Tales from a Hunting Journal
October has come and gone. We strayed back to our roots as a family. The Halloween festivities once again consisted of a scavenger hunt, bobbing for apples, and pumpkin carving. The kids loved it, eating it up like so much Halloween candy. Grandma and Grandpa seemed to revel in this return to tradition, Grandma especially. And with those ceremonies we ushered in another hunting season.
Grandma had requested a crossbow for her 60th in August; a request we willingly obliged. It was sighted and ready to go, as were her bow and gun. She speaks boldly of hunting, always pushing to be in the woods, but weekly calls invariably end in reasons for not going. Perhaps it is just age, work, and life catching up with her intentions. Most times it seems her heart really wants to be out there but her body betrays her, cold and tired being the result. Sometimes it's just plain stubbornness. I try to convince her with scouting and pictures that this time or that would be better, or that a certain spot looks promising, but it always ends up in the same place at 2:30. It used to lead to frustration; now it only leads to a chuckle. Somehow this year will be different.
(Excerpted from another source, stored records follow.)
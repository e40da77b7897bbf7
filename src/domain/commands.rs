//! Command definitions
//!
//! Commands represent intentions to change ledger state. Amounts arrive as
//! raw decimals; validation happens when the aggregate decides, so the
//! rejection carries the offending values.

use rust_decimal::Decimal;
use serde::{Deserialize, Serialize};
use uuid::Uuid;

use super::AccountType;

/// The closed set of ledger commands
#[derive(Debug, Clone, PartialEq, Serialize, Deserialize)]
#[serde(tag = "command", rename_all = "snake_case")]
pub enum AccountCommand {
    /// Open a new account with an initial (possibly zero) balance
    Open {
        account_id: Uuid,
        holder: String,
        account_type: AccountType,
        opening_balance: Decimal,
    },

    /// Deposit funds into an active account
    Deposit { account_id: Uuid, amount: Decimal },

    /// Withdraw funds from an active account
    Withdraw { account_id: Uuid, amount: Decimal },

    /// Close an active account with a zero balance
    Close { account_id: Uuid },

    /// Move funds between two active accounts in one atomic commit
    Transfer {
        from_account_id: Uuid,
        to_account_id: Uuid,
        amount: Decimal,
    },
}

impl AccountCommand {
    /// The aggregates this command reads and writes
    pub fn aggregate_ids(&self) -> Vec<Uuid> {
        match self {
            AccountCommand::Open { account_id, .. }
            | AccountCommand::Deposit { account_id, .. }
            | AccountCommand::Withdraw { account_id, .. }
            | AccountCommand::Close { account_id } => vec![*account_id],
            AccountCommand::Transfer {
                from_account_id,
                to_account_id,
                ..
            } => vec![*from_account_id, *to_account_id],
        }
    }

    pub fn open(
        account_id: Uuid,
        holder: impl Into<String>,
        account_type: AccountType,
        opening_balance: Decimal,
    ) -> Self {
        Self::Open {
            account_id,
            holder: holder.into(),
            account_type,
            opening_balance,
        }
    }

    pub fn deposit(account_id: Uuid, amount: Decimal) -> Self {
        Self::Deposit { account_id, amount }
    }

    pub fn withdraw(account_id: Uuid, amount: Decimal) -> Self {
        Self::Withdraw { account_id, amount }
    }

    pub fn close(account_id: Uuid) -> Self {
        Self::Close { account_id }
    }

    pub fn transfer(from_account_id: Uuid, to_account_id: Uuid, amount: Decimal) -> Self {
        Self::Transfer {
            from_account_id,
            to_account_id,
            amount,
        }
    }
}

#[cfg(test)]
mod tests {
    use super::*;

    #[test]
    fn test_single_account_commands_reference_one_aggregate() {
        let id = Uuid::new_v4();
        assert_eq!(AccountCommand::close(id).aggregate_ids(), vec![id]);
        assert_eq!(
            AccountCommand::deposit(id, Decimal::new(10, 0)).aggregate_ids(),
            vec![id]
        );
    }

    #[test]
    fn test_transfer_references_both_aggregates() {
        let from = Uuid::new_v4();
        let to = Uuid::new_v4();
        let cmd = AccountCommand::transfer(from, to, Decimal::new(40, 0));
        assert_eq!(cmd.aggregate_ids(), vec![from, to]);
    }
}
The first weekend of November this year found us hunting instead of scouting. We pulled the feeders and cameras weeks ago because of a local poaching incident on a neighboring property that has led to increased scrutiny in the area. We have always complied with the regulations, just never so early in the year, allowing the kids to get a look at some wildlife for Halloween before pulling the feeders and cameras. Gun season has traditionally been the time to look forward to, but as of late, with the changing regulations and the ever-increasing demands on the schedule, archery season is slowly winning out. Politics and hunting, most likely due to money, are walking hand in hand in the woods. A situation to ponder in the stand or the off-season, but not now.
The turkey blind was set prior to the spooky days of Halloween to allow the critters time to grow fond of it. I don't know why because it seems this year that the turkeys have flown south for the winter. The birds have been scarce this year on the woodlot, not the overflowing presence they usually are. Somehow this year is different.
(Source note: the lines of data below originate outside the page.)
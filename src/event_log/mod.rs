//! Event Log
//!
//! The append-only store of all events and the system's sole source of
//! truth. Appends are all-or-nothing; per-aggregate versions form a gapless
//! sequence starting at 1; a committed event is never mutated or deleted.

pub(crate) mod memory;
mod postgres;

pub use memory::MemoryEventLog;
pub use postgres::PgEventLog;

use std::collections::HashMap;
use std::time::Duration;

use async_trait::async_trait;
use uuid::Uuid;

use crate::domain::EventEnvelope;

/// Errors that can occur in the event log
#[derive(Debug, thiserror::Error)]
pub enum EventLogError {
    /// Optimistic concurrency failure: the event id or the
    /// (aggregate, version) slot is already taken. Callers retry from the
    /// reconstitution step.
    #[error("Append conflict for aggregate {aggregate_id} at version {version}")]
    Conflict { aggregate_id: Uuid, version: i64 },

    /// Store or network unavailability; not retried here
    #[error("Transport error: {0}")]
    Transport(#[from] sqlx::Error),

    /// A bounded call exceeded its deadline
    #[error("Call timed out after {0:?}")]
    Timeout(Duration),

    /// A stored row could not be decoded
    #[error("Serialization error: {0}")]
    Serialization(#[from] serde_json::Error),

    /// The batch itself is malformed (empty, or non-consecutive versions)
    #[error("Invalid batch: {0}")]
    InvalidBatch(String),
}

impl EventLogError {
    /// Check if this error is a concurrency conflict
    pub fn is_conflict(&self) -> bool {
        matches!(self, EventLogError::Conflict { .. })
    }
}

/// Storage seam for the append-only event log.
#[async_trait]
pub trait EventLog: Send + Sync {
    /// Commit a non-empty batch of events as one all-or-nothing
    /// transaction. Succeeds only if every event id is new and every
    /// aggregate's versions extend its stream contiguously.
    async fn append_atomic(&self, events: Vec<EventEnvelope>) -> Result<(), EventLogError>;

    /// All events for one aggregate, ordered by ascending version.
    async fn read_stream(&self, aggregate_id: Uuid) -> Result<Vec<EventEnvelope>, EventLogError>;

    /// Highest version recorded for the aggregate, or 0 if none.
    async fn highest_version(&self, aggregate_id: Uuid) -> Result<i64, EventLogError>;
}

/// Validate batch shape before touching storage: non-empty, and per
/// aggregate the versions are consecutive in batch order. The lowest
/// version of each aggregate is checked against the committed stream
/// inside the append transaction.
pub(crate) fn validate_batch(events: &[EventEnvelope]) -> Result<(), EventLogError> {
    if events.is_empty() {
        return Err(EventLogError::InvalidBatch("empty batch".to_string()));
    }

    let mut last_version: HashMap<Uuid, i64> = HashMap::new();
    for event in events {
        if event.version < 1 {
            return Err(EventLogError::InvalidBatch(format!(
                "version {} for aggregate {} is below 1",
                event.version, event.aggregate_id
            )));
        }
        if let Some(previous) = last_version.get(&event.aggregate_id) {
            if event.version != previous + 1 {
                return Err(EventLogError::InvalidBatch(format!(
                    "versions for aggregate {} jump from {} to {}",
                    event.aggregate_id, previous, event.version
                )));
            }
        }
        last_version.insert(event.aggregate_id, event.version);
    }

    Ok(())
}

/// First (lowest) version per aggregate in the batch, in batch order.
pub(crate) fn first_versions(events: &[EventEnvelope]) -> Vec<(Uuid, i64)> {
    let mut firsts: Vec<(Uuid, i64)> = Vec::new();
    for event in events {
        if !firsts.iter().any(|(id, _)| *id == event.aggregate_id) {
            firsts.push((event.aggregate_id, event.version));
        }
    }
    firsts
}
Bailey and I took the crossbow to the turkey blind that first weekend in November. The blind seats two easily with room to spare. She enjoyed her time with Dad even as she fidgeted away, trying to fight the boredom and the promise of hunting with Grandma in the afternoon. I soon had to call for "Mom's taxi" to pick up my short term hunting buddy as she needed to "get ready to hunt with Grandma."
Left in the quiet clearing by myself at a time no respectable hunter would be out (between 12 & 2, mid-afternoon), I waited and daydreamed. I imagined not 50 yards off a buck attacking saplings. I could see their tops violently shaking. Tiredly, almost indifferently, I turned the bleat can over. The trees stopped moving and the high grass began to part. My imagination was real. The wind was not playing tricks on me. A small spike trying to be a forky came walking purposefully through the clearing, head down. I was ready for venison as he stood broadside not ten yards from me and walked away. Somehow this year was different.
At that same moment Bailey was preparing to hunt with Grandma. They left the house at 2:30 on the dot for their short, steep hike along the horse pasture. As they slowly made their way up the hill, short and shorter legs stopped for a break. Peeking over the crest of the hill was a set of tall, shiny white tines. Bedded in their ambush site was an eight, or was it seven, pointer, his girlfriend, and her little brother. The two hunters belly-crawled to the crest only to see the deer sauntering away into the woods. Bailey was so filled with excitement that she fell asleep shortly after reaching her stand.
As the ghosts of this first weekend in November fade into the treeline, I've come to feel alone in the woods; not loneliness but strangely alone. One kid would rather hunt with Grandma. Grandma stubbornly disregards any helpful advice to achieve her self-imposed goals on her own terms. The other kid would rather cook a hunter's dinner with Mommy, not daring the woods. Mommy nurses her aching back from the warmth of the kitchen. Grandpa hovers on the field's edge, simply stating that his heart isn't in it. Perhaps next year will be different.
(Five years of hunting memories have passed since that November. Where has the time flown?)